Parallel Programming Models
Overview
Teaching: 15 min
Exercises: 10 minQuestions
What levels of parallelism are available in modern computer systems?
Objectives
Terms: instruction, thread, process
Parallel programming models: vectorization, multithreading, message passing
Parallel Programming Models
Developing a parallel application requires an understanding of the potential amount of parallelism in your application and the best ways to expose this parallelism to the underlying computer architecture. Current hardware and programming languages give many different options to parallelize your application. Some of these options can be combined to yield even greater efficiency and speedup.
Levels of Parallelism
There are several layers of parallel computing:
- Vectorization (processing several data units at a time)
- Multithreading (a way to spawn multiple cooperating threads sharing the same memory and working together on a larger task). Multithreading provides a relatively simple opportunity to achieve improved application performance with multi-core processors.
- Process-based parallelism
Available hardware features influence parallel strategies.
Example workflow of a parallel application in the 2D domain.
- Discretize the problem into smaller cells or elements
- Define operations to conduct on each element of the computational mesh
- Stencil operation involves a pattern of adjacent cells to calculate the new value for each cell.
An example of a stencil operation is blurring an image: Information from neighboring pixels is introduced into each pixel.
\(x_{i,j}^{new}=x_{i-1,j}+x_{i,j-1}+x_{i,j}^{old}+x_{i+1,j}+x_{i,j+1}\)
- Repeat computations for each element of the mesh
Vectorization
Vectorization can be used to work on more than one unit of data at a time.
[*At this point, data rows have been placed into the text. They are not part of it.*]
use axum::{extract::State, response::IntoResponse, Json};
use service_core::error::AppError;

use crate::{
    dtos::user::UpdateMeRequest, middleware::AuthUser, utils::ValidatedJson, AppState,
};

/// Update the caller's own profile
///
/// Changing the email address marks it unverified and sends a new
/// verification link.
#[utoipa::path(
    patch,
    path = "/users/me",
    request_body = UpdateMeRequest,
    responses(
        (status = 200, description = "Profile updated", body = UserResponse),
        (status = 400, description = "Validation error", body = ErrorResponse),
        (status = 401, description = "Not authenticated", body = GateErrorResponse),
        (status = 409, description = "Email or phone already registered", body = ErrorResponse)
    ),
    tag = "Users",
    security(
        ("bearer_auth" = [])
    )
)]
pub async fn update_me(
    State(state): State<AppState>,
    user: AuthUser,
    ValidatedJson(req): ValidatedJson<UpdateMeRequest>,
) -> Result<impl IntoResponse, AppError> {
    let profile = state
        .user_service
        .update(&user.0.user_id, req.into())
        .await?;
    Ok(Json(profile))
}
- Many modern CPUs can operate on several pieces of identical data (int, float, double) at one time.
- An example are CPUs which support AVX instructions.
- The vector operation shown in the figure is conducted on eight floats.
- The following code shows how to set eight values (twice) and then subtract them using single AVX instructions.
Example AVX2 program
avx2_example.c
#include <immintrin.h>
#include <stdio.h>
int main() {
/* Initialize the two argument vectors */
__m256 evens = _mm256_set_ps(2.0, 4.0, 6.0, 8.0, 10.0, 12.0, 14.0, 16.0);
__m256 odds = _mm256_set_ps(1.0, 3.0, 5.0, 7.0, 9.0, 11.0, 13.0, 15.0);
/* Compute the difference between the two vectors */
__m256 result = _mm256_sub_ps(evens, odds);
/* Display the elements of the result vector */
float *f = (float *)&result;
printf("%f %f %f %f %f %f %f %f\n",
f[0], f[1], f[2], f[3], f[4], f[5], f[6], f[7]);
return 0;
}
Compiling: gcc -mavx avx2_example.c -o avx2_example
- Typically we would not call these functions explicitly in application code. We would typically just write a loop and let the compiler choose what CPU-specific functions to call.
Threads
Most of today’s CPUs have several processing cores. We can use threading to engage several cores to operate simultaneously on four rows at a time as shown in the next figure.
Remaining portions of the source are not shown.